▶ [Task instructions]
Return the entries in their entirety, precisely as given.

▶ [Supplied material]
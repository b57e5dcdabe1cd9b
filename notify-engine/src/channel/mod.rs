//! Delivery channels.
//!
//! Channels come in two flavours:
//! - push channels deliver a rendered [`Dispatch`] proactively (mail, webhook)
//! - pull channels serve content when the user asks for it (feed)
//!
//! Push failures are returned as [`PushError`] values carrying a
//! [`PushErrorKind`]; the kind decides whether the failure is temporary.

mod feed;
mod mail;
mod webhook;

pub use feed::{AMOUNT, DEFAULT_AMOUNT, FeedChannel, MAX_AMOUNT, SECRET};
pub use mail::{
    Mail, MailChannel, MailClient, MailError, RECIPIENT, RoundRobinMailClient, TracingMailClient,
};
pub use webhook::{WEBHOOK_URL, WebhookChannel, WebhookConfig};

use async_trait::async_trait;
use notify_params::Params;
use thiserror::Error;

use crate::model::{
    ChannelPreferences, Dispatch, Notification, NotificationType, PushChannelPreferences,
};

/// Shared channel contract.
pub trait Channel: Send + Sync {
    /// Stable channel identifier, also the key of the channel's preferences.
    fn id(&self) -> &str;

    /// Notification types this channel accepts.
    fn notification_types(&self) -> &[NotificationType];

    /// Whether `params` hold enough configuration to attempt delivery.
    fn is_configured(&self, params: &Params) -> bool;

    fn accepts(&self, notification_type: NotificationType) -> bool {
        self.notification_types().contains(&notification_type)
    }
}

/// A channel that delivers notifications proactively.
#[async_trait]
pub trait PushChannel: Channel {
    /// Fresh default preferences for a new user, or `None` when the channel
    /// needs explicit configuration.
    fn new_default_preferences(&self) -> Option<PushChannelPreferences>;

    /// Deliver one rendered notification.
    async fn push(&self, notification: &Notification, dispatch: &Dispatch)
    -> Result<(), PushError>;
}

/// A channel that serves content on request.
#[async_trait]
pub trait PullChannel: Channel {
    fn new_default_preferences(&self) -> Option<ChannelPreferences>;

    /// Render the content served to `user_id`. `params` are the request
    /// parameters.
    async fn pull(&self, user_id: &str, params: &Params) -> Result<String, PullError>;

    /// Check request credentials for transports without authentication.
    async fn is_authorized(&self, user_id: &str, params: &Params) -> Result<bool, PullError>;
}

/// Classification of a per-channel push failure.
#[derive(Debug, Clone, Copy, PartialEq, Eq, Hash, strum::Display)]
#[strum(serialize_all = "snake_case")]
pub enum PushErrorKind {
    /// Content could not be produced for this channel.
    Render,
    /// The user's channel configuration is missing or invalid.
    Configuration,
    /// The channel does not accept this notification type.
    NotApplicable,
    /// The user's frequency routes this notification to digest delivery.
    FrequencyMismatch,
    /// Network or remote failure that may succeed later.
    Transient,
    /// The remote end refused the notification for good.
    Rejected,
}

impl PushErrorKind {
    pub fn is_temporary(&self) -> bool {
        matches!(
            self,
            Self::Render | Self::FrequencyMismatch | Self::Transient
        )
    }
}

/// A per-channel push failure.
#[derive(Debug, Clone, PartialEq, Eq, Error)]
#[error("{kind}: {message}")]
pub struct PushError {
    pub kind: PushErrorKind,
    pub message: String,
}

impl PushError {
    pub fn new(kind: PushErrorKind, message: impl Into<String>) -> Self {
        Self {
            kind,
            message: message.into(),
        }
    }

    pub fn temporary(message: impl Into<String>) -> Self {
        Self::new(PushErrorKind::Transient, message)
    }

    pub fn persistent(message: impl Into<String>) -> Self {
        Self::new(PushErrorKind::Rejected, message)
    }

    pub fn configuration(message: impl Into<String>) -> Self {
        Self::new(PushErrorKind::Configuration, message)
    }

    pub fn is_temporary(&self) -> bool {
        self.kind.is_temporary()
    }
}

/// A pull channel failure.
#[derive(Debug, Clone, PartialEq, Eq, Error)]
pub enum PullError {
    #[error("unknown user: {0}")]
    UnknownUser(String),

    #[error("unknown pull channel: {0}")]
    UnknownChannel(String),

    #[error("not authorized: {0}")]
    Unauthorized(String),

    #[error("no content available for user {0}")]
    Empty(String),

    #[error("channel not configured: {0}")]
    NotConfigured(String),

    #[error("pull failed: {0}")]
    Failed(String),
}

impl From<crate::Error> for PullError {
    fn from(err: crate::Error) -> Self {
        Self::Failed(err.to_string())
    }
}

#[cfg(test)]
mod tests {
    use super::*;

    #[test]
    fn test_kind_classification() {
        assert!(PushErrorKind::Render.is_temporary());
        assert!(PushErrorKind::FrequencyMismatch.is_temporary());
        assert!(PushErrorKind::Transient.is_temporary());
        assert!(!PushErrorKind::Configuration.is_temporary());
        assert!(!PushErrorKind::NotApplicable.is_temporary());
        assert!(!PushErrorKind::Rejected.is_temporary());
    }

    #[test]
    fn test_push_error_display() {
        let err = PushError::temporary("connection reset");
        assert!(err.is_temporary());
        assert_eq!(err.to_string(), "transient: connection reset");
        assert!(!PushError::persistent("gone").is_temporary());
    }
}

▶ [Response below]
repository b57e5dcdabe1cd9b
filename notify-engine/src/channel/mod.rs
//! Delivery channels.
//!
//! Channels come in two flavours:
//! - push channels deliver a rendered [`Dispatch`] proactively (mail, webhook)
//! - pull channels serve content when the user asks for it (feed)
//!
//! Push failures are returned as [`PushError`] values carrying a
//! [`PushErrorKind`]; the kind decides whether the failure is temporary.

mod feed;
mod mail;
mod webhook;

pub use feed::{AMOUNT, DEFAULT_AMOUNT, FeedChannel, MAX_AMOUNT, SECRET};
pub use mail::{
    Mail, MailChannel, MailClient, MailError, RECIPIENT, RoundRobinMailClient, TracingMailClient,
};
pub use webhook::{WEBHOOK_URL, WebhookChannel, WebhookConfig};

use async_trait::async_trait;
use notify_params::Params;
use thiserror::Error;

use crate::model::{
    ChannelPreferences, Dispatch, Notification, NotificationType, PushChannelPreferences,
};

/// Shared channel contract.
pub trait Channel: Send + Sync {
    /// Stable channel identifier, also the key of the channel's preferences.
    fn id(&self) -> &str;

    /// Notification types this channel accepts.
    fn notification_types(&self) -> &[NotificationType];

    /// Whether `params` hold enough configuration to attempt delivery.
    fn is_configured(&self, params: &Params) -> bool;

    fn accepts(&self, notification_type: NotificationType) -> bool {
        self.notification_types().contains(&notification_type)
    }
}

/// A channel that delivers notifications proactively.
#[async_trait]
pub trait PushChannel: Channel {
    /// Fresh default preferences for a new user, or `None` when the channel
    /// needs explicit configuration.
    fn new_default_preferences(&self) -> Option<PushChannelPreferences>;

    /// Deliver one rendered notification.
    async fn push(&self, notification: &Notification, dispatch: &Dispatch)
    -> Result<(), PushError>;
}

/// A channel that serves content on request.
#[async_trait]
pub trait PullChannel: Channel {
    fn new_default_preferences(&self) -> Option<ChannelPreferences>;

    /// Render the content served to `user_id`. `params` are the request
    /// parameters.
    async fn pull(&self, user_id: &str, params: &Params) -> Result<String, PullError>;

    /// Check request credentials for transports without authentication.
    async fn is_authorized(&self, user_id: &str, params: &Params) -> Result<bool, PullError>;
}

/// Classification of a per-channel push failure.
#[derive(Debug, Clone, Copy, PartialEq, Eq, Hash, strum::Display)]
#[strum(serialize_all = "snake_case")]
pub enum PushErrorKind {
    /// Content could not be produced for this channel.
    Render,
    /// The user's channel configuration is missing or invalid.
    Configuration,
    /// The channel does not accept this notification type.
    NotApplicable,
    /// The user's frequency routes this notification to digest delivery.
    FrequencyMismatch,
    /// Network or remote failure that may succeed later.
    Transient,
    /// The remote end refused the notification for good.
    Rejected,
}

impl PushErrorKind {
    pub fn is_temporary(&self) -> bool {
        matches!(
            self,
            Self::Render | Self::FrequencyMismatch | Self::Transient
        )
    }
}

/// A per-channel push failure.
#[derive(Debug, Clone, PartialEq, Eq, Error)]
#[error("{kind}: {message}")]
pub struct PushError {
    pub kind: PushErrorKind,
    pub message: String,
}

impl PushError {
    pub fn new(kind: PushErrorKind, message: impl Into<String>) -> Self {
        Self {
            kind,
            message: message.into(),
        }
    }

    pub fn temporary(message: impl Into<String>) -> Self {
        Self::new(PushErrorKind::Transient, message)
    }

    pub fn persistent(message: impl Into<String>) -> Self {
        Self::new(PushErrorKind::Rejected, message)
    }

    pub fn configuration(message: impl Into<String>) -> Self {
        Self::new(PushErrorKind::Configuration, message)
    }

    pub fn is_temporary(&self) -> bool {
        self.kind.is_temporary()
    }
}

/// A pull channel failure.
#[derive(Debug, Clone, PartialEq, Eq, Error)]
pub enum PullError {
    #[error("unknown user: {0}")]
    UnknownUser(String),

    #[error("unknown pull channel: {0}")]
    UnknownChannel(String),

    #[error("not authorized: {0}")]
    Unauthorized(String),

    #[error("no content available for user {0}")]
    Empty(String),

    #[error("channel not configured: {0}")]
    NotConfigured(String),

    #[error("pull failed: {0}")]
    Failed(String),
}

impl From<crate::Error> for PullError {
    fn from(err: crate::Error) -> Self {
        Self::Failed(err.to_string())
    }
}

#[cfg(test)]
mod tests {
    use super::*;

    #[test]
    fn test_kind_classification() {
        assert!(PushErrorKind::Render.is_temporary());
        assert!(PushErrorKind::FrequencyMismatch.is_temporary());
        assert!(PushErrorKind::Transient.is_temporary());
        assert!(!PushErrorKind::Configuration.is_temporary());
        assert!(!PushErrorKind::NotApplicable.is_temporary());
        assert!(!PushErrorKind::Rejected.is_temporary());
    }

    #[test]
    fn test_push_error_display() {
        let err = PushError::temporary("connection reset");
        assert!(err.is_temporary());
        assert_eq!(err.to_string(), "transient: connection reset");
        assert!(!PushError::persistent("gone").is_temporary());
    }
}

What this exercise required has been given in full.